Stored items
- - -

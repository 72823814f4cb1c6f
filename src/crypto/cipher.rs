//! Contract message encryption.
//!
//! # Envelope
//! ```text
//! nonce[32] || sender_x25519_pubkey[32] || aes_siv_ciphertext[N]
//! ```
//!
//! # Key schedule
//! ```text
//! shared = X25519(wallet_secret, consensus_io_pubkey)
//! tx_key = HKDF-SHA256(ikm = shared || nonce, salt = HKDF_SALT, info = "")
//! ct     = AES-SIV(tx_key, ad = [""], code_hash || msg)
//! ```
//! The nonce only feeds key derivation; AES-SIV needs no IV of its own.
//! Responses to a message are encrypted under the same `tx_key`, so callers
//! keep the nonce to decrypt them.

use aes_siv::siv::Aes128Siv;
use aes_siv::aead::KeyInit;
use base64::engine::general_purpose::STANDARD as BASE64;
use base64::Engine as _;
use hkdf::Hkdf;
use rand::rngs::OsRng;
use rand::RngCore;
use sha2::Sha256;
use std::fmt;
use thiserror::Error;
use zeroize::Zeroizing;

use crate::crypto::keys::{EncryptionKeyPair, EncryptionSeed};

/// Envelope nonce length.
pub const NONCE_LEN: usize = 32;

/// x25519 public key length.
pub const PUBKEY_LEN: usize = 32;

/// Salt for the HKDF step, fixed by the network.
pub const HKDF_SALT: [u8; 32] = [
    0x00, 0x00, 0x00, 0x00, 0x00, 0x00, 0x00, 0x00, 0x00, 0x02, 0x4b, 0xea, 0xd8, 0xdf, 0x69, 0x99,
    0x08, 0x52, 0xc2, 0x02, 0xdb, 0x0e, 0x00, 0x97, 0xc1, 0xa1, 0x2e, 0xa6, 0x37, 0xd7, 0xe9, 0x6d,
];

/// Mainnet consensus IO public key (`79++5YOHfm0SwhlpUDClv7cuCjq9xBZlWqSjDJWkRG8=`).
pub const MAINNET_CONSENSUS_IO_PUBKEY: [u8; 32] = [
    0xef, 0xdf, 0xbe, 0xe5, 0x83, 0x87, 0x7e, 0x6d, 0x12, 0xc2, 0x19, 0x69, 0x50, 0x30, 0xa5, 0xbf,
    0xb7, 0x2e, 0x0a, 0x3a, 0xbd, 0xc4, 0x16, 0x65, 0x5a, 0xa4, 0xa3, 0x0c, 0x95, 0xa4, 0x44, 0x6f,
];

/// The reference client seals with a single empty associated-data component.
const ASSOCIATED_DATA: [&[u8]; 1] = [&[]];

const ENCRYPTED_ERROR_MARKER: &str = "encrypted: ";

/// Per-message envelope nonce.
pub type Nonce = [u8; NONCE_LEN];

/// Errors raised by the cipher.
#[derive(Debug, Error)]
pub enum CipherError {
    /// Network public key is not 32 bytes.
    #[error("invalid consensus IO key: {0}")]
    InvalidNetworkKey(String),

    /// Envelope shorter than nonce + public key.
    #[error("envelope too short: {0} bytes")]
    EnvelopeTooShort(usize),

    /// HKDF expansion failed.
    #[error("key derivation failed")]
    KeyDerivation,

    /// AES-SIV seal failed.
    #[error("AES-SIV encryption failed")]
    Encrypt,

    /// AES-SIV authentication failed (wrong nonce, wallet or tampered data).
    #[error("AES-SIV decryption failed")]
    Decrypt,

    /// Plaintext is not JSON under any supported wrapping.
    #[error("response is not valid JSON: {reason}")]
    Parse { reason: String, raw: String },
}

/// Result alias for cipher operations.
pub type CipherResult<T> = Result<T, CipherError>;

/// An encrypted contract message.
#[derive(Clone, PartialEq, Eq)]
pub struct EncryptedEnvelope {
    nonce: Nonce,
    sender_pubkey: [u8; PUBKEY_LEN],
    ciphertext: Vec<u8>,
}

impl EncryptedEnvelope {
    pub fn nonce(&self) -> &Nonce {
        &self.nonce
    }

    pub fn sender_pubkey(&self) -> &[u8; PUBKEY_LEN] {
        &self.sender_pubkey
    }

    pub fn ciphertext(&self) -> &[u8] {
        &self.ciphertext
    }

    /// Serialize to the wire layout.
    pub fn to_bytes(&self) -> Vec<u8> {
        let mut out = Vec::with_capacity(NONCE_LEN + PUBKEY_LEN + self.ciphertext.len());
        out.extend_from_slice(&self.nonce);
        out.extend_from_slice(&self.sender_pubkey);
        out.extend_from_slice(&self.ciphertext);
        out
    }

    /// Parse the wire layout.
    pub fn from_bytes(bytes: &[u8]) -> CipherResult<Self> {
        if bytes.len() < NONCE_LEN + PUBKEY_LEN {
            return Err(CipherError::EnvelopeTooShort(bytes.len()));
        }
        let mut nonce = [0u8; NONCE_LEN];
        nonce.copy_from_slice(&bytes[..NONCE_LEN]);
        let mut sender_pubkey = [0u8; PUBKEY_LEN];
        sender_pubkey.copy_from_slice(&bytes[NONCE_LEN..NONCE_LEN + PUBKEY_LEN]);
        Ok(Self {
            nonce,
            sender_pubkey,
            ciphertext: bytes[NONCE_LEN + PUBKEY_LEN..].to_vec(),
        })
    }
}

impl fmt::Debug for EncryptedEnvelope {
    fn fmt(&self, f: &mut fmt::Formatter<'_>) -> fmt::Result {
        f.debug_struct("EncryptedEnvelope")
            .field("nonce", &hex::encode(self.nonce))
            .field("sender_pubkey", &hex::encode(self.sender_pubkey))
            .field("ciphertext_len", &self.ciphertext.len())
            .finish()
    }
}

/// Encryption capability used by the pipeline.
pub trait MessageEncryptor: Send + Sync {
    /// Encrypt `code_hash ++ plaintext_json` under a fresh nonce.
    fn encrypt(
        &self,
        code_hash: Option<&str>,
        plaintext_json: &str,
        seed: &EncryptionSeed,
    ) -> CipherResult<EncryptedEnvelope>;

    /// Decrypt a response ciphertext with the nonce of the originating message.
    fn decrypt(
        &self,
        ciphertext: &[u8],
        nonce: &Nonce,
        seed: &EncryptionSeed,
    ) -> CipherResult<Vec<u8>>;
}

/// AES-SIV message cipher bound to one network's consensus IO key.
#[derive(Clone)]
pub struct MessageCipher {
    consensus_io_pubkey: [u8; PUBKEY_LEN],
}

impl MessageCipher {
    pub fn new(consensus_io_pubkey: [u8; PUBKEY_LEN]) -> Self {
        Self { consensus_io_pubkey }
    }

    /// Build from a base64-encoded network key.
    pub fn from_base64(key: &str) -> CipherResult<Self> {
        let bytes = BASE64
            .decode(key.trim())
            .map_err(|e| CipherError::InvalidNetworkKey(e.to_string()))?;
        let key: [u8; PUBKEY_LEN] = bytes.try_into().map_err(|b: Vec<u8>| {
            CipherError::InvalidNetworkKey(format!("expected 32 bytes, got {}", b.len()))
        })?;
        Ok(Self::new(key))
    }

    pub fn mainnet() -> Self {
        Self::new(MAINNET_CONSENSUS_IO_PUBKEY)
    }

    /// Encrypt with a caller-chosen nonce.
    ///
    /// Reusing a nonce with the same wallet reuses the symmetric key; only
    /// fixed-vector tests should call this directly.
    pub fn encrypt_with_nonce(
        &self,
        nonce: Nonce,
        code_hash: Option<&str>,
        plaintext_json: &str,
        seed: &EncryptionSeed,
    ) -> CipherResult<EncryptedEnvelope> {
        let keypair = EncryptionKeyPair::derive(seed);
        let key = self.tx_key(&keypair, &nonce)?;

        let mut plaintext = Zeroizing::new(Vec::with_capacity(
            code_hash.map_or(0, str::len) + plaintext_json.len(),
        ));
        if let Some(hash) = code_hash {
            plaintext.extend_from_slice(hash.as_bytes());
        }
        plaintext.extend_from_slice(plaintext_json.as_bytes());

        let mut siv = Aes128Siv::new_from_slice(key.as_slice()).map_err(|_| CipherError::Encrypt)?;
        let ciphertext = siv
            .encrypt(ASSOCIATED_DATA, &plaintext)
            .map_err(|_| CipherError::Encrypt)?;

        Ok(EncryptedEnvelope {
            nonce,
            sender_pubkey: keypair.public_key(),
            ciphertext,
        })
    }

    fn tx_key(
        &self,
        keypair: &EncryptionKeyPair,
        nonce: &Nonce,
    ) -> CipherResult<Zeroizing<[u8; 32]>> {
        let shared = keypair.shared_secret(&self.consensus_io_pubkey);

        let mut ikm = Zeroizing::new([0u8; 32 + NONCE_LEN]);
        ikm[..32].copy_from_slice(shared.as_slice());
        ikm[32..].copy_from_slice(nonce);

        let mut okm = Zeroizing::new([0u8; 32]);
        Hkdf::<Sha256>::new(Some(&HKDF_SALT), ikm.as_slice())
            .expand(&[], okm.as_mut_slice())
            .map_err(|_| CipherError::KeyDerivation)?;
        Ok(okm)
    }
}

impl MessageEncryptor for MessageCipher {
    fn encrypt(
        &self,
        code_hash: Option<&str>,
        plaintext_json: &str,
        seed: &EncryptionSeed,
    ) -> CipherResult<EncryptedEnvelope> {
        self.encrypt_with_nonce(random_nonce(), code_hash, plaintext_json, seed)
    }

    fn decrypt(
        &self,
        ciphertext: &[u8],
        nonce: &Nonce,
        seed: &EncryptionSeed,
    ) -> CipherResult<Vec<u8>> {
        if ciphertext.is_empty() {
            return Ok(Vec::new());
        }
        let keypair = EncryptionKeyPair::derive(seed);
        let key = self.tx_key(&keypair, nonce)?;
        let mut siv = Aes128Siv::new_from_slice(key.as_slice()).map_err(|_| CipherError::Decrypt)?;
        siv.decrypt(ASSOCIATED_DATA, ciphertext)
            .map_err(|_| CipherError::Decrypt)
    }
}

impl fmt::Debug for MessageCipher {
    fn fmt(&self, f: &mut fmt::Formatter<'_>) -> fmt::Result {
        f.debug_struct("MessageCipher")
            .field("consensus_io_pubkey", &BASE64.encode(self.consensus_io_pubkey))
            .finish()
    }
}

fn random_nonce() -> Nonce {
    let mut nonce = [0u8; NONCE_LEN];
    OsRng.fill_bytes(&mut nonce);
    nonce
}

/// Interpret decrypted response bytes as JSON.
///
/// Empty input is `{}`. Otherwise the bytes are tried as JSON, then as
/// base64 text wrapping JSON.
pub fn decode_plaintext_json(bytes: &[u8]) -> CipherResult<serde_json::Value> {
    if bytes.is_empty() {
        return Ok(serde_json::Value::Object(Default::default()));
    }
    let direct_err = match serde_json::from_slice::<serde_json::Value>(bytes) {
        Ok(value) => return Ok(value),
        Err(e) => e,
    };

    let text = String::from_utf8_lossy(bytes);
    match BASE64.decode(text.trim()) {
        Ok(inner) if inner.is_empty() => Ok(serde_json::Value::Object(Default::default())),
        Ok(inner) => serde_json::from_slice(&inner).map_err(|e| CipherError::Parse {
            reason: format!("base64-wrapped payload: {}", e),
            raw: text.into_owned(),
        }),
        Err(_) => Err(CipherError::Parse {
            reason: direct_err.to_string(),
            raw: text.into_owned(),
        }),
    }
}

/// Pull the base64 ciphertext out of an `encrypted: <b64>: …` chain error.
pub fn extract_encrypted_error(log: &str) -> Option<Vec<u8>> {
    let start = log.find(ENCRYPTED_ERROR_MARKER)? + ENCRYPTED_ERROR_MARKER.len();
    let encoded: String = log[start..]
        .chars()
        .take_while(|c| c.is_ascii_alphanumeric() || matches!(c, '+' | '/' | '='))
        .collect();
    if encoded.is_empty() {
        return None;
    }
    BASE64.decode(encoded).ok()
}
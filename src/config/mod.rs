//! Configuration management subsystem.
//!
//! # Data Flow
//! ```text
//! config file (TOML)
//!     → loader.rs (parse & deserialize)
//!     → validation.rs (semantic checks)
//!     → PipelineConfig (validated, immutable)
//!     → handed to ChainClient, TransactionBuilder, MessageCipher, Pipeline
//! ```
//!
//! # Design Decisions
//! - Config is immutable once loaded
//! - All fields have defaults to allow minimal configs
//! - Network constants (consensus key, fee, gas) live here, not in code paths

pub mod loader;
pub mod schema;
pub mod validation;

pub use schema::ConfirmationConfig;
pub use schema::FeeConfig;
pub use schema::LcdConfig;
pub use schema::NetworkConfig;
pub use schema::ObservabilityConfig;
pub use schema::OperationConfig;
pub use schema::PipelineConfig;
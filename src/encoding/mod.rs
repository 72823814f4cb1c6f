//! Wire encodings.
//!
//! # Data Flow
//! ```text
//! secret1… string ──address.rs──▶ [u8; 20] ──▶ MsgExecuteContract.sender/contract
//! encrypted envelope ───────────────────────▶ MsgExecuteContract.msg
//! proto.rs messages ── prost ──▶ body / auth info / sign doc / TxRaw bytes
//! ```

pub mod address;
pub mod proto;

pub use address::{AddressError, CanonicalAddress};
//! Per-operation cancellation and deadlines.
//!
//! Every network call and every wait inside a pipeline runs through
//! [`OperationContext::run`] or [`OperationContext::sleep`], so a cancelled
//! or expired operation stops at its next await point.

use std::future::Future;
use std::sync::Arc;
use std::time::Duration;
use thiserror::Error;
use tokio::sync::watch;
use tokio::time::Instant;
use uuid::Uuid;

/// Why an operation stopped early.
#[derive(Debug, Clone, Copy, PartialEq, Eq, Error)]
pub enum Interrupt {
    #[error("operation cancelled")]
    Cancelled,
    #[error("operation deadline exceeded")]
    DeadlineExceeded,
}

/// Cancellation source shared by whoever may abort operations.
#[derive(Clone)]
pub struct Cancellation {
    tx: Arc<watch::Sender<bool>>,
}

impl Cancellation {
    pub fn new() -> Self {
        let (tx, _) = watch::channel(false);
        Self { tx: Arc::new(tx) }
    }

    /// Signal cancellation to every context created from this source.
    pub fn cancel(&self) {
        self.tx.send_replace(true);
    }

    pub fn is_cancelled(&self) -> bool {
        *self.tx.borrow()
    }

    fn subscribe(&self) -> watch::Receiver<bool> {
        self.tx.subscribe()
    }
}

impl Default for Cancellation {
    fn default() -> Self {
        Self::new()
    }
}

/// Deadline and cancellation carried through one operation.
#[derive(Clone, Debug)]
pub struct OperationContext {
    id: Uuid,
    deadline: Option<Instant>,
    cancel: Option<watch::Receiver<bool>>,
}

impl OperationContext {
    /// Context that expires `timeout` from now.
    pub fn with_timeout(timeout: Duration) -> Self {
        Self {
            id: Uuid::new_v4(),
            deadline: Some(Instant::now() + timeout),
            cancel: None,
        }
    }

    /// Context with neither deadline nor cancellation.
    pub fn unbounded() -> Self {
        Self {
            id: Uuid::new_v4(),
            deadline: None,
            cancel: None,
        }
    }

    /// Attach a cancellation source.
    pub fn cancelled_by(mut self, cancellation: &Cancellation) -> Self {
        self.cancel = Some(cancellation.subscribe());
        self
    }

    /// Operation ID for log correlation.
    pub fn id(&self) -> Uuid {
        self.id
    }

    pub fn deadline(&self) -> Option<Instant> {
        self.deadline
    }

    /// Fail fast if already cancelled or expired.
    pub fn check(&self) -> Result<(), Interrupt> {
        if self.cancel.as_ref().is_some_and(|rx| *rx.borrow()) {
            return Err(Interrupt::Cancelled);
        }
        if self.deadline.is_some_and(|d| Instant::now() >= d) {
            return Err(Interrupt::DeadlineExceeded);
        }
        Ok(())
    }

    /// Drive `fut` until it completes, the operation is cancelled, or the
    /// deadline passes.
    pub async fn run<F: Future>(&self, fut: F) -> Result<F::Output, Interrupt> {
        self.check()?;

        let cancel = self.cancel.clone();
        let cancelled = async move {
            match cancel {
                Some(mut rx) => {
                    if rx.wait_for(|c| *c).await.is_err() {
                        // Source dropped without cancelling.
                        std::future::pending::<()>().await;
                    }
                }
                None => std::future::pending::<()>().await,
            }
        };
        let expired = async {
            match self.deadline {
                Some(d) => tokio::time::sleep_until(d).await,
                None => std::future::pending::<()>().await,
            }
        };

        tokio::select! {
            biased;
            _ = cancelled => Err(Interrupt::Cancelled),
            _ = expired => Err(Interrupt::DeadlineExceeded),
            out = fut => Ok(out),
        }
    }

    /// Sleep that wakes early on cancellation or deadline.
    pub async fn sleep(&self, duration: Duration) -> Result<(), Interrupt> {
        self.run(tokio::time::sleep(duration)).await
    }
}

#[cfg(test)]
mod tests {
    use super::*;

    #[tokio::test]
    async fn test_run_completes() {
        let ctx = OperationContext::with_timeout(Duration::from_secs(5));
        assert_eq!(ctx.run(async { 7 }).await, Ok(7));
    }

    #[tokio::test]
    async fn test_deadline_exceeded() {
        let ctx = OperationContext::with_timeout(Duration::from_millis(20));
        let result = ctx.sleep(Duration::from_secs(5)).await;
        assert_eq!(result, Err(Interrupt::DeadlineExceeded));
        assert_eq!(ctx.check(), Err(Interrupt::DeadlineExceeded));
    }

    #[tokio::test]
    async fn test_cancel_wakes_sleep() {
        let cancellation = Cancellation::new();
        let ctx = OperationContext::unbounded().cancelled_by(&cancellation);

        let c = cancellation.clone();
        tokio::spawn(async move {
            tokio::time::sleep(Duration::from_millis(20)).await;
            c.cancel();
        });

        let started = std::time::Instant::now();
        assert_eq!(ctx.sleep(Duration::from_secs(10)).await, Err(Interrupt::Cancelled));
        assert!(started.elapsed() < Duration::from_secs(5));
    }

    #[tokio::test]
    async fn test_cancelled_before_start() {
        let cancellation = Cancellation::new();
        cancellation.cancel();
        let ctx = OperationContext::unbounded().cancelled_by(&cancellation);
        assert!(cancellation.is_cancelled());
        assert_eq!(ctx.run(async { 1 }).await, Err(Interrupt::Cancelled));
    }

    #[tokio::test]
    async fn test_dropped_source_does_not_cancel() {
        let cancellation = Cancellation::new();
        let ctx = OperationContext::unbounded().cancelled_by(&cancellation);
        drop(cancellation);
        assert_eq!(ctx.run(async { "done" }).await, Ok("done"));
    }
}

- - -

__TASK DETAILS__
Using the data above, tally each line that contains "trim". Write only the total.

__OUTPUT FOR THIS TASK__
2